## Extracted entries
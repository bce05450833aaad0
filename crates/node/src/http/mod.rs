// Path: crates/node/src/http/mod.rs
//! The node's HTTP surface: v1 at the root, v2 under `/api/v2`.

pub mod v1;
pub mod v2;

use axum::http::StatusCode;
use axum::response::{IntoResponse, Json, Response};
use provenet_types::response::{Envelope, WireCode};

/// Envelope-bodied response with an explicit HTTP status.
pub(crate) fn reply(status: StatusCode, code: WireCode) -> Response {
    (status, Json(Envelope::<serde_json::Value>::from_code(code))).into_response()
}

/// Like [`reply`] with a caller-supplied message.
pub(crate) fn reply_with_msg(status: StatusCode, code: WireCode, msg: &str) -> Response {
    (status, Json(Envelope::<serde_json::Value>::with_msg(code, msg))).into_response()
}
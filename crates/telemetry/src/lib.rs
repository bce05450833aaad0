// Path: crates/telemetry/src/lib.rs
//! Telemetry bootstrap for the provenet binaries.

pub mod init;
// Path: crates/node/src/prover/circom.rs
//! Client for the circom proving engine.

use super::pool::{ChannelPool, PooledChannel};
use super::{call_with_retry, MAX_MESSAGE_BYTES};
use provenet_ipc::backend::proving_backend_client::ProvingBackendClient;
use provenet_ipc::backend::{BackendProveRequest, BackendProveResponse};
use provenet_types::error::ProveError;
use std::sync::Arc;
use tonic::transport::Channel;

/// The v1/v2 prove variants the circom engine serves.
#[derive(Debug, Clone, Copy, PartialEq, Eq)]
pub enum CircomOp {
    /// Full prove with SHA256 preprocessing (v1 `/prove`, v2 `Prove`).
    Prove,
    /// Prove without SHA256 preprocessing.
    Nosha256,
    /// Like `Nosha256`, also returning the witness.
    Nosha256WithWitness,
    /// Off-chain proof bytes plus witness.
    Nosha256Offchain,
}

impl CircomOp {
    fn name(self) -> &'static str {
        match self {
            Self::Prove => "prove",
            Self::Nosha256 => "prove_nosha256",
            Self::Nosha256WithWitness => "prove_nosha256_with_witness",
            Self::Nosha256Offchain => "prove_nosha256_offchain",
        }
    }
}

/// Pooled client for the circom backend.
#[derive(Clone)]
pub struct CircomBackend {
    pool: Arc<ChannelPool>,
}

fn client(channel: Channel) -> ProvingBackendClient<Channel> {
    ProvingBackendClient::new(channel)
        .max_decoding_message_size(MAX_MESSAGE_BYTES)
        .max_encoding_message_size(MAX_MESSAGE_BYTES)
}

impl CircomBackend {
    /// A backend over the shared pool for `address`.
    pub fn new(address: &str, max_connections: usize) -> Self {
        Self {
            pool: ChannelPool::for_address(address, max_connections),
        }
    }

    /// Run one prove variant against the backend with retry, returning the
    /// raw backend response.
    pub async fn prove(
        &self,
        op: CircomOp,
        input_data: &str,
        circuit_template_id: &str,
        length: u32,
    ) -> Result<BackendProveResponse, ProveError> {
        let pooled: PooledChannel = self.pool.acquire().await?;
        let request = BackendProveRequest {
            input_data: input_data.to_string(),
            circuit_template_id: circuit_template_id.to_string(),
            length,
        };
        let channel = pooled.channel();
        let result = call_with_retry(op.name(), move || {
            let mut client = client(channel.clone());
            let request = request.clone();
            async move {
                let response = match op {
                    CircomOp::Prove => client.prove(request).await?,
                    CircomOp::Nosha256 => client.prove_nosha256(request).await?,
                    CircomOp::Nosha256WithWitness => {
                        client.prove_nosha256_with_witness(request).await?
                    }
                    CircomOp::Nosha256Offchain => client.prove_nosha256_offchain(request).await?,
                };
                Ok(response.into_inner())
            }
        })
        .await;
        self.pool.release(pooled);
        result
    }

    /// Pre-open channels before serving.
    pub fn warmup(&self, n: usize) -> Result<usize, ProveError> {
        self.pool.warmup(n)
    }

    /// Close the shared pool.
    pub fn close(&self) {
        self.pool.close();
    }
}
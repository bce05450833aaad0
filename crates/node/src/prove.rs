// Path: crates/node/src/prove.rs
//! The prove pipeline: decrypt, validate, route to a backend, resolve the
//! project, and shape the result.

use crate::project::{Project, ProjectManager};
use crate::prover::circom::{CircomBackend, CircomOp};
use crate::prover::gnark::PrivateBackend;
use crate::prover::ProverId;
use crate::validator::{ProviderResolver, ValidatorRegistry};
use provenet_crypto::KeyCache;
use provenet_ipc::backend::BackendProveResponse;
use provenet_types::config::{NodeConfig, PRIVATE_KEY_FILE, PUBLIC_KEY_FILE};
use provenet_types::error::ProveError;
use provenet_types::response::WireCode;
use std::path::{Path, PathBuf};
use std::sync::Arc;
use std::time::Instant;

/// Wire value selecting ZKLOGIN validation.
pub const TASK_TYPE_ZKLOGIN: i32 = 1;
/// Wire value selecting TIGA validation.
pub const TASK_TYPE_TIGA: i32 = 2;
/// Provider used when a request names none.
pub const DEFAULT_OAUTH_PROVIDER: &str = "google";

/// Validation family for a task. Zero on the wire means "unspecified" and
/// defaults to ZKLOGIN; any other unknown value is a capability error.
#[derive(Debug, Clone, Copy, PartialEq, Eq)]
enum TaskType {
    ZkLogin,
    Tiga,
}

impl TaskType {
    fn from_wire(code: i32) -> Result<Self, ProveError> {
        match code {
            0 | TASK_TYPE_ZKLOGIN => Ok(Self::ZkLogin),
            TASK_TYPE_TIGA => Ok(Self::Tiga),
            other => Err(ProveError::UnsupportedTaskType(other)),
        }
    }
}

/// One prove request, shared by the HTTP and RPC surfaces.
#[derive(Debug, Clone, Default)]
pub struct ProveParams {
    /// Backend selector (`circom`, `private`).
    pub prover_id: String,
    /// Circuit template the proof targets.
    pub circuit_template_id: String,
    /// The payload, possibly ciphertext.
    pub payload: String,
    /// Whether `payload` is encrypted under the node's crypto public key.
    pub is_encrypted: bool,
    /// Opaque auth token, passed through untouched.
    pub auth_token: String,
    /// Validation family; `0` defaults to ZKLOGIN.
    pub task_type: i32,
    /// Input length hint for the nosha256 variants.
    pub length: u32,
    /// Requested payload validator; empty defaults to `google`.
    pub oauth_provider: String,
}

/// Outcome of one prove call.
#[derive(Debug, Clone, Default)]
pub struct ProofResult {
    /// Numeric wire code; `0` on success.
    pub code: i32,
    /// Outcome message.
    pub msg: String,
    /// Proof as JSON text.
    pub proof: Option<String>,
    /// Solidity-calldata rendering of the proof (v2).
    pub proof_solidity: Option<String>,
    /// Raw proof bytes (offchain variants, v2).
    pub proof_bytes: Option<Vec<u8>>,
    /// Public witness as JSON text (v2).
    pub public_witness: Option<String>,
    /// Raw public witness bytes (v2).
    pub public_witness_bytes: Option<Vec<u8>>,
    /// Witness as JSON text (v1 witness variants).
    pub witness: Option<String>,
    /// Project resolved from the witness tag, when a proof came back.
    pub project_name: Option<String>,
    /// Verifiers attached to the resolved project.
    pub verifiers: Vec<String>,
    /// Wall-clock pipeline duration, milliseconds.
    pub duration_ms: Option<u64>,
}
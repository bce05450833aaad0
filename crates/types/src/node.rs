// Path: crates/types/src/node.rs
//! Node endpoint models shared by the hub API and its clients.

use serde::{Deserialize, Serialize};

/// One of a node's two endpoints, as returned by `GET /node`.
#[derive(Debug, Clone, PartialEq, Eq, Serialize, Deserialize)]
pub struct EndpointInfo {
    /// Transport address (`host:port` for RPC, URL prefix for HTTP).
    pub address: String,
    /// Epoch seconds of the node's most recent registration.
    pub timestamp: u64,
}

/// A node as shaped into a `GET /node` response.
#[derive(Debug, Clone, PartialEq, Eq, Serialize, Deserialize)]
pub struct NodeInfo {
    /// The node's binary-RPC endpoint.
    pub grpc_info: EndpointInfo,
    /// The node's HTTP endpoint.
    pub http_info: EndpointInfo,
    /// The PoH chain tip recorded at this node's insertion.
    pub poh: String,
}
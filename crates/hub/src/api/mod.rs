// Path: crates/hub/src/api/mod.rs
//! Hub HTTP handlers under `/api/v1/hub`.

pub mod node;
pub mod result;
pub mod verifier;

use axum::http::StatusCode;
use axum::response::{IntoResponse, Json, Response};
use provenet_types::response::{Envelope, WireCode};
use serde::Serialize;

/// Build an envelope-bodied response with an explicit HTTP status.
pub(crate) fn reply(status: StatusCode, code: WireCode) -> Response {
    (status, Json(Envelope::<serde_json::Value>::from_code(code))).into_response()
}

/// Like [`reply`] with a string payload in `results` (probe rejections).
pub(crate) fn reply_with_results(status: StatusCode, code: WireCode, results: String) -> Response {
    let body = Envelope {
        code: code.code(),
        msg: code.msg().to_string(),
        results: Some(serde_json::Value::String(results)),
    };
    (status, Json(body)).into_response()
}

/// Like [`reply`] with a caller-supplied message.
pub(crate) fn reply_with_msg(status: StatusCode, code: WireCode, msg: &str) -> Response {
    (status, Json(Envelope::<serde_json::Value>::with_msg(code, msg))).into_response()
}

/// 200 response with an arbitrary success body.
pub(crate) fn ok_json<T: Serialize>(body: T) -> Response {
    (StatusCode::OK, Json(body)).into_response()
}
// Path: crates/telemetry/src/init.rs
use tracing_subscriber::{fmt, layer::SubscriberExt, EnvFilter, Registry};

/// Directives used when `RUST_LOG` is unset: info for the provenet
/// services, warn for the HTTP/RPC stacks underneath them.
const DEFAULT_FILTER: &str = "info,hyper=warn,h2=warn,tower=warn";

/// Initializes the global `tracing` subscriber for structured JSON logging.
///
/// `app` names the binary (hub or node) and is stamped on a startup event
/// so aggregated logs from both services stay distinguishable.
pub fn init_tracing(app: &str) -> Result<(), anyhow::Error> {
    let fmt_layer = fmt::layer()
        .json()
        .with_writer(std::io::stderr)
        .with_target(true)
        .with_timer(fmt::time::UtcTime::rfc_3339());
    let filter =
        EnvFilter::try_from_default_env().unwrap_or_else(|_| EnvFilter::new(DEFAULT_FILTER));
    let subscriber = Registry::default().with(filter).with(fmt_layer);
    tracing_log::LogTracer::init()?;
    tracing::subscriber::set_global_default(subscriber)?;
    tracing::info!(target: "telemetry", app, "tracing initialized");
    Ok(())
}
// Path: crates/hub/src/dispatch.rs
//! Signed task fan-out.
//!
//! One `GET /node` produces one `(proof_hash, signature)` pair; every
//! selected node receives the same pair, and a node that accepts it is the
//! sole legitimate executor for that hash. Pushes are fire-and-forget: the
//! client response is shaped before any node acknowledges, and a failing
//! node never fails its siblings.

use crate::registry::{NodeRecord, NodeRegistry};
use provenet_types::node::{EndpointInfo, NodeInfo};
use serde::Serialize;
use sha2::{Digest, Sha256};
use std::time::{Duration, SystemTime, UNIX_EPOCH};

/// Sampling attempts before giving up on an empty registry.
const SAMPLE_ATTEMPTS: usize = 3;
/// Pause between sampling attempts.
const SAMPLE_RETRY_DELAY: Duration = Duration::from_millis(100);

/// `"0x" + sha256(request_id + "-" + unix_millis)`.
pub fn generate_proof_hash(request_id: &str) -> String {
    let unix_ms = SystemTime::now()
        .duration_since(UNIX_EPOCH)
        .map(|d| d.as_millis())
        .unwrap_or(0);
    let preimage = format!("{request_id}-{unix_ms}");
    format!("0x{}", hex::encode(Sha256::digest(preimage.as_bytes())))
}

#[derive(Serialize)]
struct PushTaskBody<'a> {
    proof_hash: &'a str,
    signature: &'a str,
}

/// POST the signed task to one node. Outcome is logged, never propagated.
async fn push_task(http: reqwest::Client, http_addr: String, proof_hash: String, signature: String) {
    let url = format!("{http_addr}/push_task");
    let body = PushTaskBody {
        proof_hash: &proof_hash,
        signature: &signature,
    };
    match http.post(&url).json(&body).send().await {
        Ok(response) if response.status().is_success() => {
            tracing::debug!(target: "dispatch", %url, "task pushed");
        }
        Ok(response) => {
            tracing::warn!(target: "dispatch", %url, status = %response.status(), "push rejected");
        }
        Err(e) => {
            tracing::warn!(target: "dispatch", %url, error = %e, "push failed");
        }
    }
}

fn shape(record: &NodeRecord) -> NodeInfo {
    NodeInfo {
        grpc_info: EndpointInfo {
            address: record.grpc_info.clone(),
            timestamp: record.timestamp,
        },
        http_info: EndpointInfo {
            address: record.http_info.clone(),
            timestamp: record.timestamp,
        },
        poh: record.poh.clone(),
    }
}

/// Sample the registry (retrying on empty), fan the signed task out to each
/// selected node fire-and-forget, and return the attempted nodes.
///
/// An empty return means no node could be selected after all attempts; the
/// caller maps that to a 400.
pub async fn fan_out(
    registry: &NodeRegistry,
    http: &reqwest::Client,
    sample_size: usize,
    proof_hash: &str,
    signature: &str,
) -> Vec<NodeInfo> {
    for attempt in 1..=SAMPLE_ATTEMPTS {
        let nodes = registry.sample(sample_size);
        if nodes.is_empty() {
            tracing::warn!(
                target: "dispatch",
                attempt,
                attempts = SAMPLE_ATTEMPTS,
                "no nodes available"
            );
            tokio::time::sleep(SAMPLE_RETRY_DELAY).await;
            continue;
        }

        let mut shaped = Vec::with_capacity(nodes.len());
        for record in &nodes {
            tokio::spawn(push_task(
                http.clone(),
                record.http_info.clone(),
                proof_hash.to_string(),
                signature.to_string(),
            ));
            shaped.push(shape(record));
        }
        tracing::debug!(
            target: "dispatch",
            attempt,
            nodes = shaped.len(),
            proof_hash,
            "task dispatched"
        );
        return shaped;
    }
    Vec::new()
}

/// Sum of the sampling retry delays — how long `fan_out` can take against
/// an empty registry.
pub fn empty_registry_budget() -> Duration {
    SAMPLE_RETRY_DELAY * SAMPLE_ATTEMPTS as u32
}

#[cfg(test)]
mod tests {
    use super::*;
    use provenet_crypto::RsaEnvelope;

    #[test]
    fn proof_hash_is_prefixed_sha256_hex() {
        let hash = generate_proof_hash("req-1");
        assert!(hash.starts_with("0x"));
        assert_eq!(hash.len(), 2 + 64);
        assert!(hex::decode(&hash[2..]).is_ok());
    }

    #[test]
    fn proof_hashes_differ_per_request() {
        assert_ne!(generate_proof_hash("req-1"), generate_proof_hash("req-2"));
    }

    #[test]
    fn signature_binds_proof_hash() {
        let envelope = RsaEnvelope::generate(1024).unwrap();
        let hash = generate_proof_hash("req-1");
        let signature = envelope.sign(&hash).unwrap();
        assert!(envelope.verify(&hash, &signature));
        assert!(!envelope.verify(&generate_proof_hash("req-2"), &signature));
    }

    #[tokio::test]
    async fn empty_registry_exhausts_attempts() {
        let registry = NodeRegistry::default();
        let http = reqwest::Client::new();
        let started = std::time::Instant::now();
        let shaped = fan_out(&registry, &http, 4, "0xabc", "sig").await;
        assert!(shaped.is_empty());
        assert!(started.elapsed() >= empty_registry_budget());
    }

    #[tokio::test]
    async fn unreachable_nodes_still_shape_into_the_response() {
        let registry = NodeRegistry::default();
        registry.add("127.0.0.1:1", "http://127.0.0.1:9");
        let http = reqwest::Client::builder()
            .timeout(Duration::from_millis(200))
            .build()
            .unwrap();
        let shaped = fan_out(&registry, &http, 4, "0xabc", "sig").await;
        assert_eq!(shaped.len(), 1);
        assert_eq!(shaped[0].grpc_info.address, "127.0.0.1:1");
        assert!(!shaped[0].poh.is_empty());
    }
}
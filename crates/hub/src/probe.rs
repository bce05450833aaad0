// Path: crates/hub/src/probe.rs
//! Concurrent health check of a candidate node's two endpoints.

use provenet_ipc::prove::prove_service_client::ProveServiceClient;
use provenet_ipc::prove::Empty;
use std::time::Duration;
use tonic::transport::Endpoint;

/// Outcome of probing both endpoints.
#[derive(Debug, Clone, Copy, PartialEq, Eq)]
pub struct ProbeOutcome {
    /// The RPC `Ping` round-trip succeeded.
    pub ok_rpc: bool,
    /// `GET /ping` answered with status 200.
    pub ok_http: bool,
}

impl ProbeOutcome {
    /// Both endpoints answered.
    pub fn is_ok(&self) -> bool {
        self.ok_rpc && self.ok_http
    }

    /// Human-readable rejection reason naming the failed endpoint(s).
    pub fn rejection_message(&self) -> String {
        let mut parts = Vec::new();
        if !self.ok_rpc {
            parts.push("gRPC server is unreachable.");
        }
        if !self.ok_http {
            parts.push("HTTP server is unreachable.");
        }
        parts.join(" ")
    }
}

/// Probes a node's RPC and HTTP endpoints concurrently under one deadline.
#[derive(Clone)]
pub struct LivenessProbe {
    http: reqwest::Client,
    deadline: Duration,
}

/// Total time budget shared by both probes.
pub const DEFAULT_PROBE_DEADLINE: Duration = Duration::from_secs(6);

impl LivenessProbe {
    /// A probe reusing the hub's shared HTTP client.
    pub fn new(http: reqwest::Client, deadline: Duration) -> Self {
        Self { http, deadline }
    }

    /// Probe both endpoints. Each leg that misses the deadline counts as
    /// unreachable; the call itself never exceeds the deadline by more
    /// than scheduling noise.
    pub async fn check(&self, grpc_addr: &str, http_addr: &str) -> ProbeOutcome {
        let (ok_rpc, ok_http) = tokio::join!(
            tokio::time::timeout(self.deadline, ping_rpc(grpc_addr)),
            tokio::time::timeout(self.deadline, self.ping_http(http_addr)),
        );
        ProbeOutcome {
            ok_rpc: ok_rpc.unwrap_or(false),
            ok_http: ok_http.unwrap_or(false),
        }
    }

    async fn ping_http(&self, http_addr: &str) -> bool {
        let url = format!("{http_addr}/ping");
        match self.http.get(&url).send().await {
            Ok(response) => {
                let ok = response.status() == reqwest::StatusCode::OK;
                tracing::debug!(target: "probe", %url, status = %response.status(), "http ping");
                ok
            }
            Err(e) => {
                tracing::debug!(target: "probe", %url, error = %e, "http ping failed");
                false
            }
        }
    }
}

async fn ping_rpc(grpc_addr: &str) -> bool {
    let uri = if grpc_addr.contains("://") {
        grpc_addr.to_string()
    } else {
        format!("http://{grpc_addr}")
    };
    let endpoint = match Endpoint::from_shared(uri.clone()) {
        Ok(endpoint) => endpoint.connect_timeout(Duration::from_secs(3)),
        Err(e) => {
            tracing::debug!(target: "probe", addr = %uri, error = %e, "bad rpc address");
            return false;
        }
    };
    match endpoint.connect().await {
        Ok(channel) => ProveServiceClient::new(channel)
            .ping(Empty {})
            .await
            .is_ok(),
        Err(e) => {
            tracing::debug!(target: "probe", addr = %uri, error = %e, "rpc connect failed");
            false
        }
    }
}
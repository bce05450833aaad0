// Path: crates/node/src/prover/pool.rs
//! Bounded lazy pool of keep-alive channels to a proving backend.
//!
//! Channels are created on demand up to the cap; `acquire` waits when every
//! channel is out. One pool exists per `(address, cap)` process-wide, so
//! every pipeline instance shares the same channels.

use dashmap::DashMap;
use once_cell::sync::Lazy;
use parking_lot::Mutex;
use provenet_types::error::ProveError;
use std::sync::atomic::{AtomicBool, Ordering};
use std::sync::Arc;
use std::time::Duration;
use tokio::sync::{OwnedSemaphorePermit, Semaphore};
use tonic::transport::{Channel, Endpoint};

/// Default channel cap per backend address.
pub const DEFAULT_MAX_CONNECTIONS: usize = 100;
/// HTTP/2 keep-alive ping interval.
const KEEPALIVE_INTERVAL: Duration = Duration::from_secs(60);
/// How long a keep-alive ping may go unanswered.
const KEEPALIVE_TIMEOUT: Duration = Duration::from_secs(20);
/// Per-request deadline applied at the channel.
pub const BACKEND_DEADLINE: Duration = Duration::from_secs(30);

static POOLS: Lazy<DashMap<(String, usize), Arc<ChannelPool>>> = Lazy::new(DashMap::new);

/// A channel checked out of a pool. Hand it back with
/// [`ChannelPool::release`]; dropping it without releasing frees the slot
/// but discards the channel.
pub struct PooledChannel {
    channel: Channel,
    _permit: OwnedSemaphorePermit,
}

impl PooledChannel {
    /// A clone of the underlying channel for building a client.
    pub fn channel(&self) -> Channel {
        self.channel.clone()
    }
}

/// Bounded lazy pool of channels to one backend address.
pub struct ChannelPool {
    address: String,
    max_connections: usize,
    semaphore: Arc<Semaphore>,
    idle: Mutex<Vec<Channel>>,
    closed: AtomicBool,
}

impl ChannelPool {
    /// A pool for `address` capped at `max_connections`.
    pub fn new(address: impl Into<String>, max_connections: usize) -> Self {
        Self {
            address: address.into(),
            max_connections,
            semaphore: Arc::new(Semaphore::new(max_connections)),
            idle: Mutex::new(Vec::new()),
            closed: AtomicBool::new(false),
        }
    }

    /// The process-wide pool for `(address, cap)`.
    pub fn for_address(address: &str, max_connections: usize) -> Arc<Self> {
        POOLS
            .entry((address.to_string(), max_connections))
            .or_insert_with(|| Arc::new(Self::new(address, max_connections)))
            .clone()
    }

    fn make_channel(&self) -> Result<Channel, ProveError> {
        let endpoint = Endpoint::from_shared(self.address.clone())
            .map_err(|e| ProveError::BackendUnavailable(format!("{}: {e}", self.address)))?
            .http2_keep_alive_interval(KEEPALIVE_INTERVAL)
            .keep_alive_timeout(KEEPALIVE_TIMEOUT)
            .keep_alive_while_idle(true)
            .connect_timeout(Duration::from_secs(5))
            .timeout(BACKEND_DEADLINE);
        Ok(endpoint.connect_lazy())
    }

    /// Check a channel out, waiting if every slot is taken.
    pub async fn acquire(&self) -> Result<PooledChannel, ProveError> {
        if self.closed.load(Ordering::Acquire) {
            return Err(ProveError::BackendUnavailable(format!(
                "{}: pool closed",
                self.address
            )));
        }
        let permit = Arc::clone(&self.semaphore)
            .acquire_owned()
            .await
            .map_err(|_| {
                ProveError::BackendUnavailable(format!("{}: pool closed", self.address))
            })?;
        let channel = match self.idle.lock().pop() {
            Some(channel) => channel,
            None => self.make_channel()?,
        };
        Ok(PooledChannel {
            channel,
            _permit: permit,
        })
    }

    /// Return a channel to the pool. After `close`, the channel is dropped
    /// instead.
    pub fn release(&self, pooled: PooledChannel) {
        if !self.closed.load(Ordering::Acquire) {
            self.idle.lock().push(pooled.channel);
        }
        // The permit frees with `pooled`.
    }

    /// Pre-create up to `n` idle channels (bounded by the cap). Returns how
    /// many the pool now holds idle.
    pub fn warmup(&self, n: usize) -> Result<usize, ProveError> {
        let target = n.min(self.max_connections);
        let mut idle = self.idle.lock();
        while idle.len() < target {
            let channel = self.make_channel()?;
            idle.push(channel);
        }
        Ok(idle.len())
    }

    /// Close the pool: pending and future `acquire`s fail, idle channels
    /// are dropped, in-flight channels are dropped at release.
    pub fn close(&self) {
        self.closed.store(true, Ordering::Release);
        self.semaphore.close();
        self.idle.lock().clear();
        tracing::info!(target: "pool", address = %self.address, "channel pool closed");
    }

    #[cfg(test)]
    fn idle_len(&self) -> usize {
        self.idle.lock().len()
    }
}

#[cfg(test)]
mod tests {
    use super::*;

    const ADDR: &str = "http://127.0.0.1:60051";

    #[tokio::test]
    async fn acquire_waits_at_the_cap_and_release_unblocks() {
        let pool = Arc::new(ChannelPool::new(ADDR, 2));
        let first = pool.acquire().await.unwrap();
        let _second = pool.acquire().await.unwrap();

        let blocked =
            tokio::time::timeout(Duration::from_millis(100), pool.acquire()).await;
        assert!(blocked.is_err(), "third acquire must wait at the cap");

        pool.release(first);
        let third = tokio::time::timeout(Duration::from_millis(100), pool.acquire())
            .await
            .expect("released slot should unblock acquire")
            .unwrap();
        pool.release(third);
    }

    #[tokio::test]
    async fn released_channels_are_reused() {
        let pool = ChannelPool::new(ADDR, 4);
        let pooled = pool.acquire().await.unwrap();
        pool.release(pooled);
        assert_eq!(pool.idle_len(), 1);
        let _again = pool.acquire().await.unwrap();
        assert_eq!(pool.idle_len(), 0);
    }

    #[tokio::test]
    async fn warmup_is_bounded_by_the_cap() {
        let pool = ChannelPool::new(ADDR, 3);
        assert_eq!(pool.warmup(10).unwrap(), 3);
    }

    #[tokio::test]
    async fn closed_pool_rejects_and_drops() {
        let pool = ChannelPool::new(ADDR, 2);
        let held = pool.acquire().await.unwrap();
        pool.close();
        assert!(pool.acquire().await.is_err());
        pool.release(held);
        assert_eq!(pool.idle_len(), 0);
    }

    #[tokio::test]
    async fn pools_are_singletons_per_address_and_cap() {
        let a = ChannelPool::for_address("http://127.0.0.1:60052", 8);
        let b = ChannelPool::for_address("http://127.0.0.1:60052", 8);
        let c = ChannelPool::for_address("http://127.0.0.1:60052", 9);
        assert!(Arc::ptr_eq(&a, &b));
        assert!(!Arc::ptr_eq(&a, &c));
    }
}
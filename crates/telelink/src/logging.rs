use clap::ValueEnum;
use tracing::level_filters::LevelFilter;

#[derive(Copy, Clone, Debug, ValueEnum)]
pub enum LogFormat {
    Text,
    Json,
}

#[derive(Copy, Clone, Debug, ValueEnum)]
pub enum LogLevel {
    Error,
    Warn,
    Info,
    /// Adds one line per decoded frame and per dropped frame.
    Debug,
    Trace,
}

impl LogLevel {
    pub fn as_filter(self) -> LevelFilter {
        match self {
            LogLevel::Error => LevelFilter::ERROR,
            LogLevel::Warn => LevelFilter::WARN,
            LogLevel::Info => LevelFilter::INFO,
            LogLevel::Debug => LevelFilter::DEBUG,
            LogLevel::Trace => LevelFilter::TRACE,
        }
    }

    /// Frame-level events come from several crates; show where each line
    /// came from once they are enabled.
    fn shows_targets(self) -> bool {
        matches!(self, LogLevel::Debug | LogLevel::Trace)
    }
}

/// Install the stderr subscriber. Stdout stays reserved for command output.
pub fn init_logging(format: LogFormat, level: LogLevel) {
    let builder = tracing_subscriber::fmt()
        .with_writer(std::io::stderr)
        .with_max_level(level.as_filter())
        .with_ansi(false)
        .with_target(level.shows_targets())
        // The producer loop runs on its own named thread.
        .with_thread_names(level.shows_targets());

    match format {
        LogFormat::Text => {
            let _ = builder.try_init();
        }
        LogFormat::Json => {
            let _ = builder.json().try_init();
        }
    }
}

## Aim of the exercise
Across the preceding material, how many lines contain the word "started"? State the number alone.

## Exercise solution
2